Your objective: Every line of the entries below that mentions "LevelFilter" is to be copied out.

Saved entries

* * * * * * * * *

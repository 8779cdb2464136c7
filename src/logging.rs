//! Logging infrastructure for filedup.
//!
//! Structured logging goes through the `log` facade with an `env_logger`
//! backend. The level is chosen by, in priority order:
//!
//! 1. `RUST_LOG`, when present in the environment
//! 2. `-q` (errors only), `-v` (debug) or `-vv` (trace)
//! 3. `info` otherwise
//!
//! Debug builds prefix each line with a timestamp; release builds print the
//! level and message only.
//!
//! # Example
//!
//! ```rust,no_run
//! use filedup::logging::init_logging;
//!
//! init_logging(1, false); // debug
//! log::debug!("Debug info here");
//! ```

use env_logger::Builder;
use log::LevelFilter;
use std::env;
use std::io::Write;
use std::time::Duration;

/// Install the global logger for the given `-v` count and `-q` flag.
///
/// Safe to call more than once; later calls are ignored, which lets tests
/// drive `run_app` repeatedly in one process.
pub fn init_logging(verbose: u8, quiet: bool) {
    let use_env = env::var("RUST_LOG").is_ok();
    let mut builder = Builder::new();

    if use_env {
        builder.parse_default_env();
    } else {
        builder.filter_level(determine_level(verbose, quiet));
    }

    configure_format(&mut builder, verbose);

    if builder.try_init().is_ok() {
        log::debug!(
            "Logging initialized at level: {:?}{}",
            log::max_level(),
            if use_env { " (from RUST_LOG)" } else { "" }
        );
    }
}

/// Map the verbosity count and quiet flag to a level.
fn determine_level(verbose: u8, quiet: bool) -> LevelFilter {
    if quiet {
        LevelFilter::Error
    } else {
        match verbose {
            0 => LevelFilter::Info,
            1 => LevelFilter::Debug,
            _ => LevelFilter::Trace,
        }
    }
}

fn configure_format(builder: &mut Builder, verbose: u8) {
    #[cfg(debug_assertions)]
    {
        builder.format(move |buf, record| {
            let timestamp = buf.timestamp_seconds();
            let level = record.level();
            let level_style = buf.default_level_style(level);

            if verbose >= 1 {
                writeln!(
                    buf,
                    "{} - {level_style}{:<5}{level_style:#} [{}] {}",
                    timestamp,
                    level,
                    record.module_path().unwrap_or("unknown"),
                    record.args()
                )
            } else {
                writeln!(
                    buf,
                    "{} - {level_style}{:<5}{level_style:#} {}",
                    timestamp,
                    level,
                    record.args()
                )
            }
        });
    }

    #[cfg(not(debug_assertions))]
    {
        let _ = verbose;
        builder.format(|buf, record| {
            let level = record.level();
            let level_style = buf.default_level_style(level);
            writeln!(
                buf,
                "{level_style}{:<5}{level_style:#} {}",
                level,
                record.args()
            )
        });
    }
}

/// Format an elapsed time as `HH:MM:SS`.
///
/// ```
/// use filedup::logging::format_elapsed;
/// use std::time::Duration;
///
/// assert_eq!(format_elapsed(Duration::from_secs(3725)), "01:02:05");
/// ```
#[must_use]
pub fn format_elapsed(elapsed: Duration) -> String {
    let secs = elapsed.as_secs();
    format!("{:02}:{:02}:{:02}", secs / 3600, (secs % 3600) / 60, secs % 60)
}
//! Weight-compression configuration.

use serde::{Deserialize, Serialize};

use crate::calibration::SampleBatch;
use crate::config::scope::IgnoredScope;
use crate::error::{CuantizarError, Result};

/// Default sample cap when materializing a named calibration dataset for
/// weight compression.
pub const DEFAULT_COMPRESSION_SAMPLES: usize = 128;

/// Integer weight-compression mode, derived from bit width and symmetry.
#[derive(Clone, Copy, Debug, PartialEq, Eq, Serialize, Deserialize)]
pub enum CompressWeightsMode {
    Int8Sym,
    Int8Asym,
    Int4Sym,
    Int4Asym,
}

impl CompressWeightsMode {
    /// Select the mode for a bit width and symmetry flag.
    ///
    /// Only 8 and 4 bits are accepted; this is the hard precondition check
    /// at the configuration boundary.
    pub fn from_bits(bits: u8, sym: bool) -> Result<Self> {
        match (bits, sym) {
            (8, true) => Ok(CompressWeightsMode::Int8Sym),
            (8, false) => Ok(CompressWeightsMode::Int8Asym),
            (4, true) => Ok(CompressWeightsMode::Int4Sym),
            (4, false) => Ok(CompressWeightsMode::Int4Asym),
            _ => Err(CuantizarError::ConfigValue {
                field: "bits".into(),
                message: format!("unsupported bit width: {bits}"),
                suggestion: "Use 4 or 8".into(),
            }),
        }
    }

    /// Bit width of this mode.
    pub fn bits(&self) -> u8 {
        match self {
            CompressWeightsMode::Int8Sym | CompressWeightsMode::Int8Asym => 8,
            CompressWeightsMode::Int4Sym | CompressWeightsMode::Int4Asym => 4,
        }
    }

    /// Whether the mode is symmetric (zero-point fixed at 0).
    pub fn is_symmetric(&self) -> bool {
        matches!(self, CompressWeightsMode::Int8Sym | CompressWeightsMode::Int4Sym)
    }
}

/// Metric ranking layers by quantization sensitivity when a compression
/// ratio splits them across precisions.
#[derive(Clone, Copy, Debug, PartialEq, Eq, Serialize, Deserialize)]
#[serde(rename_all = "snake_case")]
pub enum SensitivityMetric {
    WeightQuantizationError,
    HessianInputActivation,
    MeanActivationVariance,
    MaxActivationVariance,
    MeanActivationMagnitude,
}

impl SensitivityMetric {
    /// Parse a metric name, case-insensitively.
    pub fn parse(name: &str) -> Result<Self> {
        match name.to_ascii_lowercase().as_str() {
            "weight_quantization_error" => Ok(Self::WeightQuantizationError),
            "hessian_input_activation" => Ok(Self::HessianInputActivation),
            "mean_activation_variance" => Ok(Self::MeanActivationVariance),
            "max_activation_variance" => Ok(Self::MaxActivationVariance),
            "mean_activation_magnitude" => Ok(Self::MeanActivationMagnitude),
            other => Err(CuantizarError::ConfigValue {
                field: "sensitivity_metric".into(),
                message: format!("unknown metric '{other}'"),
                suggestion: "Use one of: weight_quantization_error, hessian_input_activation, mean_activation_variance, max_activation_variance, mean_activation_magnitude".into(),
            }),
        }
    }
}

/// Calibration data attached to a weight-compression configuration: either
/// in-memory samples, or a named dataset to materialize through a tokenizer.
#[derive(Clone, Debug, PartialEq, Serialize, Deserialize)]
#[serde(untagged)]
pub enum DatasetRef {
    /// Named dataset, tokenized at materialization time.
    Named(String),
    /// In-memory sample batches.
    Samples(Vec<SampleBatch>),
}

/// Configuration for weight-only compression.
///
/// Constructed once from user input or a JSON dict and consumed read-only.
/// Hybrid runs derive per-pass variants via `with_*` overrides; the caller's
/// value is never mutated.
#[derive(Clone, Debug, PartialEq, Serialize, Deserialize)]
pub struct WeightCompressionConfig {
    /// Bit width (8 or 4).
    pub bits: u8,
    /// Symmetric quantization (zero-point fixed at 0).
    pub sym: bool,
    /// Fraction of weight layers compressed to the primary precision; the
    /// remainder falls back to 8-bit.
    #[serde(default = "default_ratio")]
    pub ratio: f32,
    /// Group width along the innermost axis; `None` quantizes per row.
    #[serde(default, skip_serializing_if = "Option::is_none")]
    pub group_size: Option<usize>,
    /// Compress embedding tables and the final projection as well.
    #[serde(default)]
    pub all_layers: bool,
    /// Layer-ranking metric for mixed-precision assignment.
    #[serde(default, skip_serializing_if = "Option::is_none")]
    pub sensitivity_metric: Option<SensitivityMetric>,
    /// Operations exempt from compression.
    #[serde(default, skip_serializing_if = "Option::is_none")]
    pub ignored_scope: Option<IgnoredScope>,
    /// Calibration data reference.
    #[serde(default, skip_serializing_if = "Option::is_none")]
    pub dataset: Option<DatasetRef>,
    /// Tokenizer identifier used to materialize a named dataset.
    #[serde(default, skip_serializing_if = "Option::is_none")]
    pub tokenizer: Option<String>,
    /// Sample-count cap for dataset materialization and hybrid calibration.
    #[serde(default, skip_serializing_if = "Option::is_none")]
    pub num_samples: Option<usize>,
}

fn default_ratio() -> f32 {
    1.0
}

impl Default for WeightCompressionConfig {
    fn default() -> Self {
        Self {
            bits: 8,
            sym: true,
            ratio: 1.0,
            group_size: None,
            all_layers: false,
            sensitivity_metric: None,
            ignored_scope: None,
            dataset: None,
            tokenizer: None,
            num_samples: None,
        }
    }
}

impl WeightCompressionConfig {
    /// Create a configuration, validating the bit width.
    pub fn new(bits: u8, sym: bool) -> Result<Self> {
        CompressWeightsMode::from_bits(bits, sym)?;
        Ok(Self { bits, sym, ..Self::default() })
    }

    /// Parse a configuration from a JSON dict.
    pub fn from_json(value: &serde_json::Value) -> Result<Self> {
        let config: Self = serde_json::from_value(value.clone())
            .map_err(|e| CuantizarError::ConfigParsing { message: e.to_string() })?;
        config.validate()?;
        Ok(config)
    }

    /// Validate field combinations.
    pub fn validate(&self) -> Result<()> {
        CompressWeightsMode::from_bits(self.bits, self.sym)?;
        if !(0.0..=1.0).contains(&self.ratio) {
            return Err(CuantizarError::ConfigValue {
                field: "ratio".into(),
                message: format!("ratio {} is outside [0, 1]", self.ratio),
                suggestion: "Use a fraction of layers, e.g. 0.8".into(),
            });
        }
        if self.group_size == Some(0) {
            return Err(CuantizarError::ConfigValue {
                field: "group_size".into(),
                message: "group size must be positive".into(),
                suggestion: "Use a positive group width, or omit for per-row quantization".into(),
            });
        }
        Ok(())
    }

    /// Compression mode implied by bits and symmetry.
    pub fn mode(&self) -> Result<CompressWeightsMode> {
        CompressWeightsMode::from_bits(self.bits, self.sym)
    }

    /// Set the compression ratio.
    pub fn with_ratio(mut self, ratio: f32) -> Self {
        self.ratio = ratio;
        self
    }

    /// Set the group size.
    pub fn with_group_size(mut self, group_size: usize) -> Self {
        self.group_size = Some(group_size);
        self
    }

    /// Include embeddings and the final projection in low-bit compression.
    pub fn with_all_layers(mut self, all_layers: bool) -> Self {
        self.all_layers = all_layers;
        self
    }

    /// Set the sensitivity metric.
    pub fn with_sensitivity_metric(mut self, metric: SensitivityMetric) -> Self {
        self.sensitivity_metric = Some(metric);
        self
    }

    /// Return a new configuration with the given ignored scope.
    pub fn with_ignored_scope(mut self, scope: IgnoredScope) -> Self {
        self.ignored_scope = Some(scope);
        self
    }

    /// Set the calibration dataset reference.
    pub fn with_dataset(mut self, dataset: DatasetRef) -> Self {
        self.dataset = Some(dataset);
        self
    }

    /// Set the tokenizer identifier.
    pub fn with_tokenizer(mut self, tokenizer: impl Into<String>) -> Self {
        self.tokenizer = Some(tokenizer.into());
        self
    }

    /// Set the sample-count cap.
    pub fn with_num_samples(mut self, n: usize) -> Self {
        self.num_samples = Some(n);
        self
    }

    /// The ignored scope, or an empty one.
    pub fn ignored_scope_or_default(&self) -> IgnoredScope {
        self.ignored_scope.clone().unwrap_or_default()
    }
}
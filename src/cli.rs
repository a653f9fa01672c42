//! Command-line interface.
//!
//! Quantizes serialized graph artifacts from the shell. The CLI drives the
//! weight-only path (full quantization needs a calibration dataset wired in
//! through the library API).

use std::path::PathBuf;

use clap::{Args, Parser, Subcommand};

use crate::config::{IgnoredScope, QuantizeConfig, WeightCompressionConfig};
use crate::engine::ReferenceEngine;
use crate::error::Result;
use crate::graph::{collect_weight_ops, ConstantValue};
use crate::io::load_graph;
use crate::quantizer::{CompiledModel, QuantizeRequest, QuantizeServices, Quantizer};

/// Output verbosity.
#[derive(Clone, Copy, Debug, PartialEq, Eq, PartialOrd, Ord)]
pub enum LogLevel {
    Quiet,
    Normal,
    Verbose,
}

/// Print a message when the active level admits it.
pub fn log(level: LogLevel, min: LogLevel, message: &str) {
    if level >= min {
        println!("{message}");
    }
}

/// cuantizar — post-training quantization for serialized model graphs.
#[derive(Parser)]
#[command(name = "cuantizar", version, about)]
pub struct Cli {
    #[command(subcommand)]
    command: Command,

    /// Print per-tensor details.
    #[arg(short, long, global = true)]
    verbose: bool,

    /// Suppress non-error output.
    #[arg(short, long, global = true, conflicts_with = "verbose")]
    quiet: bool,
}

#[derive(Subcommand)]
enum Command {
    /// Compress the weights of a serialized model graph.
    Quantize(QuantizeArgs),
    /// Summarize the weight-bearing operations of a graph.
    Inspect {
        /// Path to the serialized graph artifact.
        model: PathBuf,
    },
}

#[derive(Args)]
struct QuantizeArgs {
    /// Path to the serialized graph artifact.
    model: PathBuf,

    /// Directory the quantized model is saved under.
    #[arg(short, long)]
    output: PathBuf,

    /// Bit width (4 or 8).
    #[arg(long, default_value_t = 8)]
    bits: u8,

    /// Use asymmetric quantization.
    #[arg(long)]
    asym: bool,

    /// Group width along the innermost weight axis.
    #[arg(long)]
    group_size: Option<usize>,

    /// Fraction of layers at the primary precision.
    #[arg(long)]
    ratio: Option<f32>,

    /// Compress embeddings and the final projection as well.
    #[arg(long)]
    all_layers: bool,

    /// Friendly names to exclude from compression.
    #[arg(long)]
    exclude: Vec<String>,

    /// Model file name, overriding the default.
    #[arg(long)]
    file_name: Option<String>,
}

/// Dispatch a parsed command line.
pub fn run_command(cli: Cli) -> Result<()> {
    let level = if cli.quiet {
        LogLevel::Quiet
    } else if cli.verbose {
        LogLevel::Verbose
    } else {
        LogLevel::Normal
    };

    match cli.command {
        Command::Quantize(args) => run_quantize(args, level),
        Command::Inspect { model } => run_inspect(&model, level),
    }
}

fn constant_footprint(graph: &crate::graph::ModelGraph) -> usize {
    graph
        .ops()
        .filter_map(|(_, op)| op.constant.as_ref())
        .map(|c| match c {
            ConstantValue::F32 { data, .. } => data.len() * 4,
            ConstantValue::I64 { data, .. } => data.len() * 8,
            ConstantValue::Quantized(q) => q.memory_bytes(),
        })
        .sum()
}

fn run_quantize(args: QuantizeArgs, level: LogLevel) -> Result<()> {
    log(
        level,
        LogLevel::Normal,
        &format!("Quantizing {} to {}-bit", args.model.display(), args.bits),
    );

    let mut weight_config = WeightCompressionConfig::new(args.bits, !args.asym)?;
    if let Some(group_size) = args.group_size {
        weight_config = weight_config.with_group_size(group_size);
    }
    if let Some(ratio) = args.ratio {
        weight_config = weight_config.with_ratio(ratio);
    }
    weight_config = weight_config.with_all_layers(args.all_layers);
    if !args.exclude.is_empty() {
        weight_config = weight_config
            .with_ignored_scope(IgnoredScope::new().with_added_names(args.exclude.clone()));
    }
    weight_config.validate()?;

    let graph = load_graph(&args.model)?;
    let before = constant_footprint(&graph);
    log(level, LogLevel::Verbose, &format!("  Operations: {}", graph.len()));
    log(level, LogLevel::Verbose, &format!("  Output: {}", args.output.display()));

    let engine = ReferenceEngine::new();
    let mut quantizer = Quantizer::from_compiled(CompiledModel::new(graph));
    let mut request = QuantizeRequest::new()
        .with_save_directory(&args.output)
        .with_config(QuantizeConfig::new().with_weight_config(weight_config))
        .weights_only(true);
    if let Some(file_name) = args.file_name {
        request = request.with_file_name(file_name);
    }
    let outcome = quantizer.quantize(request, &QuantizeServices::new(&engine))?;

    for warning in &outcome.warnings {
        log(level, LogLevel::Normal, &format!("Warning: {warning}"));
    }

    let after = load_graph(&outcome.model_path).map(|g| constant_footprint(&g)).unwrap_or(0);
    let ratio = if after > 0 { before as f64 / after as f64 } else { 1.0 };
    log(
        level,
        LogLevel::Normal,
        &format!("Quantization complete: {ratio:.1}x weight compression"),
    );
    log(level, LogLevel::Normal, &format!("  Output: {}", outcome.model_path.display()));
    Ok(())
}

fn run_inspect(model: &PathBuf, level: LogLevel) -> Result<()> {
    let graph = load_graph(model)?;
    let weight_ops = collect_weight_ops(&graph);

    log(level, LogLevel::Normal, &format!("{}: {} operations", model.display(), graph.len()));
    log(
        level,
        LogLevel::Normal,
        &format!("  Weight-bearing operations: {}", weight_ops.len()),
    );
    for name in &weight_ops {
        log(level, LogLevel::Verbose, &format!("    {name}"));
    }
    log(
        level,
        LogLevel::Normal,
        &format!("  Constant footprint: {} bytes", constant_footprint(&graph)),
    );
    Ok(())
}

#[cfg(test)]
mod tests {
    use super::*;
    use crate::graph::{ElementType, InputEdge, ModelGraph, OpKind, ValueInfo};
    use crate::io::{save_graph, MODEL_GRAPH_FILE_NAME};
    use tempfile::TempDir;

    fn saved_toy_graph(dir: &TempDir) -> PathBuf {
        let mut g = ModelGraph::new();
        let w = g
            .add_constant(
                "w",
                ConstantValue::F32 { shape: vec![1, 4], data: vec![0.5, -0.5, 1.0, -1.0] },
            )
            .unwrap();
        let x = g
            .add_op(
                OpKind::Parameter,
                "x",
                vec![],
                vec![ValueInfo::new(ElementType::F32, vec![4])],
            )
            .unwrap();
        g.add_op(
            OpKind::MatMul,
            "proj",
            vec![InputEdge::new(x, 0), InputEdge::new(w, 0)],
            vec![ValueInfo::new(ElementType::F32, vec![1, 4])],
        )
        .unwrap();
        let path = dir.path().join("model.json");
        save_graph(&g, &path).unwrap();
        path
    }

    #[test]
    fn test_cli_quantize_round_trip() {
        let dir = TempDir::new().unwrap();
        let model = saved_toy_graph(&dir);
        let out_dir = dir.path().join("out");

        let cli = Cli::parse_from([
            "cuantizar",
            "--quiet",
            "quantize",
            model.to_str().unwrap(),
            "--output",
            out_dir.to_str().unwrap(),
        ]);
        run_command(cli).unwrap();

        assert!(out_dir.join(MODEL_GRAPH_FILE_NAME).exists());
    }

    #[test]
    fn test_cli_rejects_bad_bits() {
        let dir = TempDir::new().unwrap();
        let model = saved_toy_graph(&dir);
        let out_dir = dir.path().join("out");

        let cli = Cli::parse_from([
            "cuantizar",
            "--quiet",
            "quantize",
            model.to_str().unwrap(),
            "--output",
            out_dir.to_str().unwrap(),
            "--bits",
            "3",
        ]);
        assert!(run_command(cli).is_err());
        assert!(!out_dir.exists());
    }

    #[test]
    fn test_cli_inspect_missing_model() {
        let cli = Cli::parse_from(["cuantizar", "--quiet", "inspect", "/nonexistent.json"]);
        assert!(run_command(cli).is_err());
    }

    #[test]
    fn test_cli_inspect_counts() {
        let dir = TempDir::new().unwrap();
        let model = saved_toy_graph(&dir);
        let cli = Cli::parse_from(["cuantizar", "--quiet", "inspect", model.to_str().unwrap()]);
        run_command(cli).unwrap();
    }
}
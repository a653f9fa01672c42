//! # cuantizar
//!
//! Post-training quantization orchestration for transformer models on a
//! hardware-accelerated inference runtime.
//!
//! The crate prepares calibration data, drives a compression engine through
//! weight-only or full (weights + activations) quantization, and persists
//! the optimized model graph. Strategy selection is per-run:
//! - **weight-only** compression for LLM footprint reduction
//! - **full static quantization** calibrated on representative inputs
//! - **hybrid** quantization for generative/diffusion-style graphs, pairing
//!   weight compression of matrix multiplies and embeddings with activation
//!   quantization of everything else
//!
//! The hybrid split rests on a backward graph search
//! ([`graph::resolve_constant`]) that traces each operation's input through
//! shape/type-preserving ops to its originating constant, and a classifier
//! ([`graph::collect_weight_ops`]) built on top of it.
//!
//! # Example
//!
//! ```no_run
//! use cuantizar::engine::ReferenceEngine;
//! use cuantizar::graph::ModelGraph;
//! use cuantizar::quantizer::{CompiledModel, QuantizeRequest, QuantizeServices, Quantizer};
//!
//! # fn graph() -> ModelGraph { ModelGraph::new() }
//! let engine = ReferenceEngine::new();
//! let mut quantizer = Quantizer::from_compiled(CompiledModel::new(graph()));
//! quantizer.quantize(
//!     QuantizeRequest::new()
//!         .with_save_directory("./quantized_model")
//!         .weights_only(true),
//!     &QuantizeServices::new(&engine),
//! )?;
//! # Ok::<(), cuantizar::CuantizarError>(())
//! ```

pub mod calibration;
pub mod cli;
pub mod config;
pub mod engine;
mod error;
pub mod graph;
pub mod io;
pub mod policy;
pub mod quantizer;

pub use error::{CuantizarError, Result};
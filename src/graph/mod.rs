//! Computation graph model and weight-operation analysis.
//!
//! The graph is an explicit node table: every operation lives in the table
//! under a stable [`OpId`], and edges are plain id/port references, never
//! owning pointers. Constant resolution and weight classification are pure
//! backward traversals over this table:
//! - [`resolve_constant`]: find the constant tensor feeding an input port,
//!   seen through type/shape-preserving intermediate ops
//! - [`collect_weight_ops`]: classify the operations carrying learned weights
//!   (matrix multiplies with a constant operand, float embedding lookups)

mod model;
mod op;
mod resolver;
mod weights;

pub use model::{InputEdge, ModelGraph, OpId, Operation};
pub use op::{
    ActivationQuantRecord, ConstantValue, ElementType, OpKind, QuantizedTensor, ValueInfo,
    WeightQuantRecord,
};
pub use resolver::resolve_constant;
pub use weights::{collect_weight_ops, is_embedding};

* * * * * * * * *

Result of this task:
use log::LevelFilter;
fn determine_level(verbose: u8, quiet: bool) -> LevelFilter {
        LevelFilter::Error
            0 => LevelFilter::Info,
            1 => LevelFilter::Debug,
            _ => LevelFilter::Trace,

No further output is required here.